**AVAILABLE DATA:**
*** Begin section ***
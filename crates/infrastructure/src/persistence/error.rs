//! Shared error mapping for sqlx persistence layer

use application::error::ApplicationError;

/// Map a sqlx error to an application-layer error
pub fn map_sqlx_error(e: sqlx::Error) -> ApplicationError {
    match e {
        sqlx::Error::RowNotFound => {
            ApplicationError::NotFound("Database record not found".to_string())
        },
        sqlx::Error::Database(db_err) => {
            ApplicationError::Internal(format!("Database error: {db_err}"))
        },
        other => ApplicationError::Internal(format!("Database error: {other}")),
    }
}
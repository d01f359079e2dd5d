//! Value objects - Immutable domain primitives

mod price;
mod product_id;
mod product_status;
mod viewer;

pub use price::{MAX_PRICE, Price};
pub use product_id::ProductId;
pub use product_status::ProductStatus;
pub use viewer::Viewer;
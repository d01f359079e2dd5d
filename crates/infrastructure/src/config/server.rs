//! HTTP server configuration.

use serde::{Deserialize, Serialize};

/// HTTP server configuration
#[derive(Debug, Clone, Serialize, Deserialize)]
pub struct ServerConfig {
    /// Host to bind to
    #[serde(default = "default_host")]
    pub host: String,

    /// Port to bind to
    #[serde(default = "default_port")]
    pub port: u16,

    /// Extra CORS origins on top of the local development defaults
    #[serde(default)]
    pub allowed_origins: Vec<String>,

    /// Graceful shutdown timeout in seconds
    #[serde(default)]
    pub shutdown_timeout_secs: Option<u64>,

    /// Log format: "json" for structured JSON logs, "text" for human-readable
    #[serde(default = "default_log_format")]
    pub log_format: String,

    /// Maximum body size for JSON requests in bytes (default: 1MB)
    #[serde(default = "default_max_body_json")]
    pub max_body_size_json_bytes: usize,
}

fn default_host() -> String {
    "127.0.0.1".to_string()
}

const fn default_max_body_json() -> usize {
    1024 * 1024 // 1MB
}

const fn default_port() -> u16 {
    3000
}

fn default_log_format() -> String {
    "text".to_string()
}

impl ServerConfig {
    /// Socket address string for binding
    pub fn bind_address(&self) -> String {
        format!("{}:{}", self.host, self.port)
    }

    /// Whether logs should be emitted as JSON
    pub fn json_logs(&self) -> bool {
        self.log_format.eq_ignore_ascii_case("json")
    }
}

impl Default for ServerConfig {
    fn default() -> Self {
        Self {
            host: default_host(),
            port: default_port(),
            allowed_origins: Vec::new(),
            shutdown_timeout_secs: Some(30),
            log_format: default_log_format(),
            max_body_size_json_bytes: default_max_body_json(),
        }
    }
}
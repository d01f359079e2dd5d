//! Security configuration: admin API keys and rate limiting.

use serde::{Deserialize, Serialize};

use super::default_true;

/// A hashed admin API key
///
/// Keys must be pre-hashed using Argon2id (PHC string format).
/// Use `catalog-cli hash-api-key` to produce a hash.
#[derive(Debug, Clone, Serialize, Deserialize)]
pub struct ApiKeyEntry {
    /// Argon2id hash of the API key in PHC format
    /// Example: "$argon2id$v=19$m=19456,t=2,p=1$..."
    pub hash: String,

    /// Label of the key owner, used in logs only
    #[serde(default = "default_key_name")]
    pub name: String,
}

fn default_key_name() -> String {
    "admin".to_string()
}

/// Fixed-window rate limits per route group
#[derive(Debug, Clone, Serialize, Deserialize)]
pub struct RateLimitConfig {
    /// Enable rate limiting
    #[serde(default = "default_true")]
    pub enabled: bool,

    /// Window length in seconds
    #[serde(default = "default_window")]
    pub window_secs: u64,

    /// Requests per window for product listings
    #[serde(default = "default_list_max")]
    pub products_max: u32,

    /// Requests per window for single product reads
    #[serde(default = "default_detail_max")]
    pub product_max: u32,

    /// Requests per window for the category list
    #[serde(default = "default_list_max")]
    pub categories_max: u32,

    /// Requests per window for create/update/delete
    #[serde(default = "default_list_max")]
    pub admin_max: u32,

    /// Cleanup interval in seconds (default: 300 = 5 minutes)
    #[serde(default = "default_cleanup_interval")]
    pub cleanup_interval_secs: u64,

    /// Expired windows older than this many seconds are dropped (default: 600)
    #[serde(default = "default_cleanup_max_age")]
    pub cleanup_max_age_secs: u64,
}

const fn default_window() -> u64 {
    60
}

const fn default_list_max() -> u32 {
    100
}

const fn default_detail_max() -> u32 {
    200
}

const fn default_cleanup_interval() -> u64 {
    300 // 5 minutes
}

const fn default_cleanup_max_age() -> u64 {
    600 // 10 minutes
}

impl Default for RateLimitConfig {
    fn default() -> Self {
        Self {
            enabled: true,
            window_secs: default_window(),
            products_max: default_list_max(),
            product_max: default_detail_max(),
            categories_max: default_list_max(),
            admin_max: default_list_max(),
            cleanup_interval_secs: default_cleanup_interval(),
            cleanup_max_age_secs: default_cleanup_max_age(),
        }
    }
}

/// Security configuration
#[derive(Debug, Clone, Default, Serialize, Deserialize)]
pub struct SecurityConfig {
    /// Hashed admin API keys
    ///
    /// Example in config.toml:
    /// ```toml
    /// [[security.api_keys]]
    /// hash = "$argon2id$v=19$m=19456,t=2,p=1$..."
    /// name = "back-office"
    /// ```
    #[serde(default)]
    pub api_keys: Vec<ApiKeyEntry>,

    #[serde(default)]
    pub rate_limit: RateLimitConfig,
}

impl SecurityConfig {
    /// Number of configured keys that are not Argon2 hashes
    #[must_use]
    pub fn count_plaintext_keys(&self) -> usize {
        self.api_keys
            .iter()
            .filter(|entry| !entry.hash.starts_with("$argon2"))
            .count()
    }

    /// Check if any admin API key is configured
    #[must_use]
    pub fn has_api_keys(&self) -> bool {
        !self.api_keys.is_empty()
    }
}
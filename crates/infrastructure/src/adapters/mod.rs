//! Adapters for external concerns

mod api_keys;

pub use api_keys::{ApiKeyHashError, ApiKeyHasher, ApiKeyVerifier};
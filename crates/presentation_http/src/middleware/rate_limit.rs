//! Rate limiting middleware
//!
//! Fixed-window counter keyed by `"{route tag}:{client ip}"`. State lives in
//! process memory, so limits are per server instance.

use std::{
    collections::HashMap,
    future::Future,
    net::SocketAddr,
    pin::Pin,
    sync::Arc,
    task::{Context, Poll},
    time::{Duration, Instant},
};

use axum::{
    extract::{ConnectInfo, Request},
    http::HeaderValue,
    response::{IntoResponse, Response},
};
use infrastructure::RateLimitConfig;
use tokio::sync::RwLock;
use tower::{Layer, Service};
use tracing::{debug, warn};

use crate::error::ApiError;

/// Header carrying the number of requests left in the current window
pub const RATE_LIMIT_REMAINING_HEADER: &str = "x-ratelimit-remaining";

/// Limit applied to one group of routes
#[derive(Clone, Copy, Debug, PartialEq, Eq)]
pub struct RatePolicy {
    /// Key prefix separating route groups
    pub tag: &'static str,
    pub max_requests: u32,
    pub window: Duration,
}

impl RatePolicy {
    pub const fn new(tag: &'static str, max_requests: u32, window: Duration) -> Self {
        Self {
            tag,
            max_requests,
            window,
        }
    }
}

/// Outcome of one check
#[derive(Clone, Copy, Debug, PartialEq, Eq)]
pub struct RateDecision {
    pub allowed: bool,
    pub remaining: u32,
    /// Time until the current window closes
    pub reset_in: Duration,
}

impl RateDecision {
    /// Whole seconds until the window closes, rounded up
    pub fn retry_after_secs(&self) -> u64 {
        let secs = self.reset_in.as_secs();
        if self.reset_in.subsec_nanos() > 0 {
            secs + 1
        } else {
            secs
        }
    }
}

#[derive(Debug, Clone, Copy)]
struct Window {
    count: u32,
    resets_at: Instant,
}

/// Shared window table
#[derive(Debug, Default)]
pub struct RateLimiterState {
    windows: RwLock<HashMap<String, Window>>,
}

impl RateLimiterState {
    #[must_use]
    pub fn new() -> Self {
        Self::default()
    }

    /// Count a request for `key` now
    pub async fn check(&self, key: &str, max_requests: u32, window: Duration) -> RateDecision {
        self.check_at(key, max_requests, window, Instant::now()).await
    }

    /// Count a request for `key` at `now`.
    ///
    /// The write lock is held for the whole read-modify-write.
    pub async fn check_at(
        &self,
        key: &str,
        max_requests: u32,
        window: Duration,
        now: Instant,
    ) -> RateDecision {
        let mut windows = self.windows.write().await;

        match windows.get_mut(key) {
            Some(entry) if now <= entry.resets_at => {
                let reset_in = entry.resets_at.saturating_duration_since(now);
                if entry.count >= max_requests {
                    return RateDecision {
                        allowed: false,
                        remaining: 0,
                        reset_in,
                    };
                }
                entry.count += 1;
                RateDecision {
                    allowed: true,
                    remaining: max_requests.saturating_sub(entry.count),
                    reset_in,
                }
            },
            _ => {
                windows.insert(
                    key.to_string(),
                    Window {
                        count: 1,
                        resets_at: now + window,
                    },
                );
                RateDecision {
                    allowed: true,
                    remaining: max_requests.saturating_sub(1),
                    reset_in: window,
                }
            },
        }
    }

    /// Drop windows that closed more than `max_age` ago
    pub async fn cleanup(&self, max_age: Duration) -> usize {
        self.cleanup_at(max_age, Instant::now()).await
    }

    async fn cleanup_at(&self, max_age: Duration, now: Instant) -> usize {
        let mut windows = self.windows.write().await;
        let before = windows.len();
        windows.retain(|_, w| now.saturating_duration_since(w.resets_at) <= max_age);
        before - windows.len()
    }

    /// Number of tracked keys
    pub async fn len(&self) -> usize {
        self.windows.read().await.len()
    }

    pub async fn is_empty(&self) -> bool {
        self.windows.read().await.is_empty()
    }
}

/// Route policies built from configuration, sharing one window table
#[derive(Clone, Debug)]
pub struct RateLimits {
    state: Arc<RateLimiterState>,
    enabled: bool,
    /// `GET /products`
    pub products: RatePolicy,
    /// `GET /products/{id}`
    pub product: RatePolicy,
    /// `GET /products/categories`
    pub categories: RatePolicy,
    /// Mutating admin routes
    pub admin: RatePolicy,
}

impl RateLimits {
    pub fn from_config(config: &RateLimitConfig) -> Self {
        let window = Duration::from_secs(config.window_secs.max(1));
        Self {
            state: Arc::new(RateLimiterState::new()),
            enabled: config.enabled,
            products: RatePolicy::new("products", config.products_max, window),
            product: RatePolicy::new("product", config.product_max, window),
            categories: RatePolicy::new("categories", config.categories_max, window),
            admin: RatePolicy::new("admin", config.admin_max, window),
        }
    }

    /// Layer enforcing `policy`
    pub fn layer(&self, policy: RatePolicy) -> RateLimiterLayer {
        RateLimiterLayer {
            state: Arc::clone(&self.state),
            policy,
            enabled: self.enabled,
        }
    }

    /// Window table, for the cleanup task
    #[must_use]
    pub fn state(&self) -> Arc<RateLimiterState> {
        Arc::clone(&self.state)
    }

    pub const fn is_enabled(&self) -> bool {
        self.enabled
    }
}

/// Layer that applies one rate policy
#[derive(Clone, Debug)]
pub struct RateLimiterLayer {
    state: Arc<RateLimiterState>,
    policy: RatePolicy,
    enabled: bool,
}

impl<S> Layer<S> for RateLimiterLayer {
    type Service = RateLimiter<S>;

    fn layer(&self, inner: S) -> Self::Service {
        RateLimiter {
            inner,
            state: Arc::clone(&self.state),
            policy: self.policy,
            enabled: self.enabled,
        }
    }
}

/// Middleware service for rate limiting
#[derive(Clone, Debug)]
pub struct RateLimiter<S> {
    inner: S,
    state: Arc<RateLimiterState>,
    policy: RatePolicy,
    enabled: bool,
}

impl<S> Service<Request> for RateLimiter<S>
where
    S: Service<Request, Response = Response> + Clone + Send + 'static,
    S::Future: Send,
{
    type Response = Response;
    type Error = S::Error;
    type Future = Pin<Box<dyn Future<Output = Result<Self::Response, Self::Error>> + Send>>;

    fn poll_ready(&mut self, cx: &mut Context<'_>) -> Poll<Result<(), Self::Error>> {
        self.inner.poll_ready(cx)
    }

    fn call(&mut self, req: Request) -> Self::Future {
        let enabled = self.enabled;
        let state = Arc::clone(&self.state);
        let policy = self.policy;
        let mut inner = self.inner.clone();

        Box::pin(async move {
            if !enabled {
                return inner.call(req).await;
            }

            let key = format!("{}:{}", policy.tag, client_ip(&req));
            let decision = state
                .check(&key, policy.max_requests, policy.window)
                .await;

            if !decision.allowed {
                warn!(key = %key, "Rate limit exceeded");
                return Ok(ApiError::RateLimited {
                    retry_after_secs: decision.retry_after_secs(),
                }
                .into_response());
            }

            debug!(key = %key, remaining = decision.remaining, "Rate limit check passed");
            let mut response = inner.call(req).await?;
            response.headers_mut().insert(
                RATE_LIMIT_REMAINING_HEADER,
                HeaderValue::from(decision.remaining),
            );
            Ok(response)
        })
    }
}

/// Best-effort client address: first `X-Forwarded-For` hop, then
/// `X-Real-IP`, then the socket peer
fn client_ip(req: &Request) -> String {
    let header = |name: &str| {
        req.headers()
            .get(name)
            .and_then(|v| v.to_str().ok())
            .map(str::trim)
            .filter(|v| !v.is_empty())
    };

    if let Some(first) = header("x-forwarded-for")
        .and_then(|forwarded| forwarded.split(',').next())
        .map(str::trim)
        .filter(|ip| !ip.is_empty())
    {
        return first.to_string();
    }

    if let Some(real_ip) = header("x-real-ip") {
        return real_ip.to_string();
    }

    req.extensions()
        .get::<ConnectInfo<SocketAddr>>()
        .map_or_else(|| "unknown".to_string(), |ConnectInfo(addr)| addr.ip().to_string())
}

/// Periodically drop expired windows so the table does not grow without bound
pub fn spawn_cleanup_task(
    state: Arc<RateLimiterState>,
    interval: Duration,
    max_age: Duration,
) -> tokio::task::JoinHandle<()> {
    tokio::spawn(async move {
        let mut ticker = tokio::time::interval(interval);
        // the first tick completes immediately
        ticker.tick().await;
        loop {
            ticker.tick().await;
            let removed = state.cleanup(max_age).await;
            if removed > 0 {
                debug!(removed, "Rate limiter windows cleaned up");
            }
        }
    })
}
//! Product catalog HTTP presentation layer
//!
//! This crate provides the REST API for the catalog: routing, request
//! validation, rate limiting, CORS, admin authentication and the JSON
//! envelope every response is wrapped in.

pub mod error;
pub mod handlers;
pub mod middleware;
pub mod openapi;
pub mod routes;
pub mod state;
pub mod validation;

pub use error::{ApiError, ApiResponse, ErrorResponse};
pub use middleware::{
    CorsLayer, CorsPolicy, RateLimits, RequestIdLayer, ViewerAuthLayer, spawn_cleanup_task,
};
pub use openapi::ApiDoc;
pub use routes::create_router;
pub use state::AppState;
*** End section ***
The word "RateDecision" appears in some lines above. Return every one of those lines.

pub struct RateDecision {
impl RateDecision {
    pub async fn check(&self, key: &str, max_requests: u32, window: Duration) -> RateDecision {
    ) -> RateDecision {
                    return RateDecision {
                RateDecision {
                RateDecision {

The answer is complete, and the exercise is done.